While the Google and Bosch consent decrees provide some indication that the FTC is paying particularly close attention to standard essential patents, the DoJ has also recently reconfirmed its commitment in this area. As noted above, the DoJ specifically highlighted concerns in the closing of its investigation of Google/Motorola, and the FTC later picked up on these concerns in its own investigation. In the same press release announcing the closing of its investigation of Google/Motorola, the DoJ also addressed its decisions to close investigations relating to the acquisition of certain Nortel Networks Corporation patents by Microsoft, RIM and Apple; and the acquisition of Novell Inc patents by Apple.5 These patents all related to the development of mobile handsets. In the Nortel and Novell investigations, the DoJ specifically noted that it ‘took into account the fact that during the pendency of these investigations,’ Apple and Microsoft made public statements establishing ‘that they will not seek to prevent or exclude rivals’ products from the market in exercising their SEP rights.’ The DoJ then concluded that ‘[i]f adhered to in practice, these positions could significantly reduce the possibility of a hold up or use of an injunction as a threat to inhibit or preclude innovation and competition.’
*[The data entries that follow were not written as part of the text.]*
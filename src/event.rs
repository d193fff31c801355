use super::*;

pub(crate) enum Event {
  CommentSubmitted {
    request_id: u64,
    result: Result<(), ClientError>,
  },
  Replies {
    generation: u64,
    parent: CommentId,
    result: Result<Vec<Comment>, ClientError>,
  },
  Roots {
    request_id: u64,
    result: Result<CommentsPage, ClientError>,
  },
  SearchResults {
    request_id: u64,
    result: Result<Vec<Comment>, ClientError>,
  },
}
The DoJ approach in the Nortel and Novell patent acquisitions is less formal than the consent decrees that the FTC entered in Bosch and Google, but these cases are similar in that they evidence the agencies’ attempts to address the important issue of patent aggregation and SEPs in the context of a merger review proceeding. Given that the aggregation of intellectual property rights does not always fit neatly into the legal precedents relating to section 7 of the Clayton Act, we may witness a growing disparity in the treatment of intellectual property mergers at the FTC and DoJ. While the FTC is empowered by the ambiguous and seemingly boundless FTC Act, the DoJ’s confinement to the well-litigated Clayton Act could create real outcome differences when intellectual property rights are a primary overlap.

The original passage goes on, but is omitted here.